Whamcloud - gitweb
LU-14161 obdclass: fix some problems with obd_nid_hash 46/40846/5
authorMr NeilBrown <neilb@suse.de>
Thu, 3 Dec 2020 00:48:41 +0000 (11:48 +1100)
committerOleg Drokin <green@whamcloud.com>
Thu, 17 Dec 2020 17:00:53 +0000 (17:00 +0000)
There are a few of problems with the handling of the obd_nid_hash
rhl-table.

- obd_export_evict_by_nid() drops out of rcu_readlock() while holding
  a reference into the table.  This is theoretically unsafe as changed
  to the table might cause entries to be missed.
- nid_keycmp() ignores entries with exp_failed set.  This is a problem
  because rhltable_lookup() only compares the key for the *first*
  object in a list of objects with the same key - on a match it
  returns the whole list.
  So if exp_failed was set on the first in the list, all would become
  invisible.

These can be fixed by moving the test on ->exp_failed to after the
call to rhltabke_lookup(), and by using obd_nid_export_for_each() in
obd_export_evict_by_nid(), and repeatedly dealing with the first exp
returned.

Fixes: 580ef453d1d6 ("LU-8130 obd: convert obd_nid_hash to rhashtable")

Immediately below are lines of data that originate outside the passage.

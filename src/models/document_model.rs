use chrono::{DateTime, Utc};
use mongodb::bson::{oid::ObjectId, serde_helpers::chrono_datetime_as_bson_datetime};
use serde::{Deserialize, Serialize};

/// A tracked fax/correspondence record. The three file fields are either
/// all set (a stored upload exists) or all `None`.
#[derive(Debug, Clone, Serialize, Deserialize)]
pub struct Document {
    pub _id: ObjectId,
    pub name: String,
    pub fax_number: Option<String>,
    pub sender: Option<String>,
    pub recipient: Option<String>,
    pub status: Option<String>,
    pub fax_type: Option<String>,
    pub number_of_pages: Option<i32>,
    pub notes: Option<String>,
    pub file_path: Option<String>,
    pub file_url: Option<String>,
    pub file_size: Option<i64>,
    #[serde(with = "chrono_datetime_as_bson_datetime")]
    pub date_created: DateTime<Utc>,
    #[serde(with = "chrono_datetime_as_bson_datetime")]
    pub upload_date: DateTime<Utc>,
    #[serde(default)]
    pub is_important: bool,
    #[serde(default, with = "opt_chrono_as_bson")]
    pub commitment_date: Option<DateTime<Utc>>,
}

impl Document {
    pub fn has_file(&self) -> bool {
        self.file_path.as_deref().is_some_and(|p| !p.is_empty())
    }

    /// Case-insensitive status check used by every report aggregation.
    pub fn has_status(&self, status: &str) -> bool {
        self.status
            .as_deref()
            .is_some_and(|s| s.eq_ignore_ascii_case(status))
    }
}

/// Serde helper for `Option<DateTime<Utc>>` stored as an optional bson date.
mod opt_chrono_as_bson {
    use chrono::{DateTime, Utc};
    use serde::{Deserialize, Deserializer, Serialize, Serializer};

    pub fn serialize<S: Serializer>(
        value: &Option<DateTime<Utc>>,
        serializer: S,
    ) -> Result<S::Ok, S::Error> {
        value
            .map(mongodb::bson::DateTime::from_chrono)
            .serialize(serializer)
    }

    pub fn deserialize<'de, D: Deserializer<'de>>(
        deserializer: D,
    ) -> Result<Option<DateTime<Utc>>, D::Error> {
        let value = Option::<mongodb::bson::DateTime>::deserialize(deserializer)?;
        Ok(value.map(|v| v.to_chrono()))
    }
}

Signed-off-by: Mr NeilBrown <neilb@suse.de>
Change-Id: I65861c179e93c26cf39c5db8a58e3e4c9b962fe3
Reviewed-on: https://review.whamcloud.com/40846
Tested-by: jenkins <devops@whamcloud.com>
Tested-by: Maloo <maloo@whamcloud.com>
Reviewed-by: Andreas Dilger <adilger@whamcloud.com>
Reviewed-by: Alex Zhuravlev <bzzz@whamcloud.com>
Reviewed-by: James Simmons <jsimmons@infradead.org>
Reviewed-by: Oleg Drokin <green@whamcloud.com>
lustre/obdclass/genops.c
lustre/obdclass/obd_config.c

index 5771e95..f85dfd3 100644 (file)
@@ -1622,11 +1622,28 @@ void class_fail_export(struct obd_export *exp)

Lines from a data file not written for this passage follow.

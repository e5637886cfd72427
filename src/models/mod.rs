pub mod constants;
pub mod document_model;
pub mod service_result;
pub mod user_model;
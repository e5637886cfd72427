use actix_session::SessionExt;
use actix_web::{
    body::MessageBody,
    dev::{ServiceRequest, ServiceResponse},
    http::header,
    middleware::Next,
    Error, HttpResponse,
};

const LOGGED_IN_KEY: &str = "logged_in";

/// Route guard for the document and report scopes. Anything without an
/// authenticated session is bounced to the login page.
pub async fn require_login(
    req: ServiceRequest,
    next: Next<impl MessageBody + 'static>,
) -> Result<ServiceResponse<impl MessageBody>, Error> {
    let logged_in = req
        .get_session()
        .get::<bool>(LOGGED_IN_KEY)
        .unwrap_or(None)
        .unwrap_or(false);

    if logged_in {
        return Ok(next.call(req).await?.map_into_boxed_body());
    }

    let (request, _) = req.into_parts();
    let redirect = HttpResponse::SeeOther()
        .insert_header((header::LOCATION, "/login"))
        .finish();
    Ok(ServiceResponse::new(request, redirect).map_into_boxed_body())
}

/// Marks the session as authenticated after a successful login.
pub fn establish_session(
    session: &actix_session::Session,
    username: &str,
) -> Result<(), actix_session::SessionInsertError> {
    session.insert(LOGGED_IN_KEY, true)?;
    session.insert("username", username)?;
    Ok(())
}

 EXPORT_SYMBOL(class_fail_export);
 
 #ifdef HAVE_SERVER_SUPPORT
+
+static int take_first(struct obd_export *exp, void *data)
+{
+       struct obd_export **expp = data;
+
+       if (*expp)
+               /* already have one */
+               return 0;
+       if (exp->exp_failed)
+               /* Don't want this one */
+               return 0;
+       if (!refcount_inc_not_zero(&exp->exp_handle.h_ref))

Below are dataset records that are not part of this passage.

use std::io;
use std::path::{Path, PathBuf};

use tokio::fs;
use tracing::{info, warn};
use uuid::Uuid;

/// Subdirectory of the storage root that holds uploaded fax files. The
/// whole `uploads` tree is also served statically, so `file_url` values
/// stay valid as public paths.
const FAX_SUBDIR: &str = "faxes";
const UPLOADS_DIR: &str = "uploads";

#[derive(Debug, Clone)]
pub struct StoredFile {
    pub file_path: String,
    pub file_url: String,
    pub file_size: i64,
}

/// Filesystem storage for uploaded documents. Files are written under
/// `{root}/uploads/faxes/` with a random name prefix, so concurrent
/// uploads never collide and need no locking.
#[derive(Debug, Clone)]
pub struct FileStorage {
    root: PathBuf,
}

impl FileStorage {
    pub fn new(root: impl Into<PathBuf>) -> Self {
        FileStorage { root: root.into() }
    }

    pub fn uploads_dir(&self) -> PathBuf {
        self.root.join(UPLOADS_DIR)
    }

    fn fax_dir(&self) -> PathBuf {
        self.uploads_dir().join(FAX_SUBDIR)
    }

    pub async fn save(&self, original_name: &str, data: &[u8]) -> io::Result<StoredFile> {
        let dir = self.fax_dir();
        fs::create_dir_all(&dir).await?;

        let unique_name = format!("{}_{}", Uuid::new_v4(), sanitize_file_name(original_name));
        let path = dir.join(&unique_name);
        fs::write(&path, data).await?;

        info!(file = %path.display(), size = data.len(), "stored uploaded file");
        Ok(StoredFile {
            file_path: path.to_string_lossy().into_owned(),
            file_url: format!("/{}/{}/{}", UPLOADS_DIR, FAX_SUBDIR, unique_name),
            file_size: data.len() as i64,
        })
    }

    pub async fn read(&self, file_path: &str) -> io::Result<Vec<u8>> {
        fs::read(file_path).await
    }

    /// Best-effort removal; a missing file or I/O failure is logged and
    /// swallowed so cleanup never blocks the owning operation.
    pub async fn delete(&self, file_path: &str) {
        match fs::remove_file(file_path).await {
            Ok(()) => info!(file = file_path, "deleted stored file"),
            Err(e) if e.kind() == io::ErrorKind::NotFound => {}
            Err(e) => warn!(file = file_path, error = %e, "failed to delete stored file"),
        }
    }
}

/// Keeps only the final path component of a client-supplied filename.
fn sanitize_file_name(name: &str) -> String {
    let base = Path::new(name)
        .file_name()
        .map(|n| n.to_string_lossy().into_owned())
        .unwrap_or_default();
    if base.is_empty() {
        "unnamed".to_string()
    } else {
        base
    }
}

#[cfg(test)]
mod tests {
    use super::*;

    #[actix_web::test]
    async fn save_writes_file_with_random_prefix() {
        let dir = tempfile::tempdir().unwrap();
        let storage = FileStorage::new(dir.path());

        let stored = storage.save("report.pdf", b"fax body").await.unwrap();
        assert!(stored.file_path.ends_with("_report.pdf"));
        assert!(stored.file_url.starts_with("/uploads/faxes/"));
        assert_eq!(stored.file_size, 8);
        assert_eq!(storage.read(&stored.file_path).await.unwrap(), b"fax body");
    }

    #[actix_web::test]
    async fn repeated_saves_never_collide() {
        let dir = tempfile::tempdir().unwrap();
        let storage = FileStorage::new(dir.path());

        let first = storage.save("fax.pdf", b"one").await.unwrap();
        let second = storage.save("fax.pdf", b"two").await.unwrap();
        assert_ne!(first.file_path, second.file_path);
    }

    #[actix_web::test]
    async fn delete_removes_file_and_tolerates_missing() {
        let dir = tempfile::tempdir().unwrap();
        let storage = FileStorage::new(dir.path());

        let stored = storage.save("fax.pdf", b"bytes").await.unwrap();
        storage.delete(&stored.file_path).await;
        assert!(storage.read(&stored.file_path).await.is_err());

        // Second delete is a no-op, not an error.
        storage.delete(&stored.file_path).await;
    }

    #[test]
    fn sanitize_strips_directories() {
        assert_eq!(sanitize_file_name("../../etc/passwd"), "passwd");
        assert_eq!(sanitize_file_name("plain.pdf"), "plain.pdf");
        assert_eq!(sanitize_file_name(""), "unnamed");
    }
}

+               /* Cannot get a ref on this one */
+               return 0;
+       *expp = exp;
+       return 1;
+}
+
 int obd_export_evict_by_nid(struct obd_device *obd, const char *nid)
 {
        lnet_nid_t nid_key = libcfs_str2nid((char *)nid);
        struct obd_export *doomed_exp;
-       struct rhashtable_iter iter;
        int exports_evicted = 0;
 
        spin_lock(&obd->obd_dev_lock);
@@ -1638,20 +1655,9 @@ int obd_export_evict_by_nid(struct obd_device *obd, const char *nid)
        }
        spin_unlock(&obd->obd_dev_lock);
 
-       rhltable_walk_enter(&obd->obd_nid_hash, &iter);
-       rhashtable_walk_start(&iter);
-       while ((doomed_exp = rhashtable_walk_next(&iter)) != NULL) {
-               if (IS_ERR(doomed_exp))
-                       continue;
-
-               if (!doomed_exp->exp_connection ||
-                   doomed_exp->exp_connection->c_peer.nid != nid_key)
-                       continue;
-
-               if (!refcount_inc_not_zero(&doomed_exp->exp_handle.h_ref))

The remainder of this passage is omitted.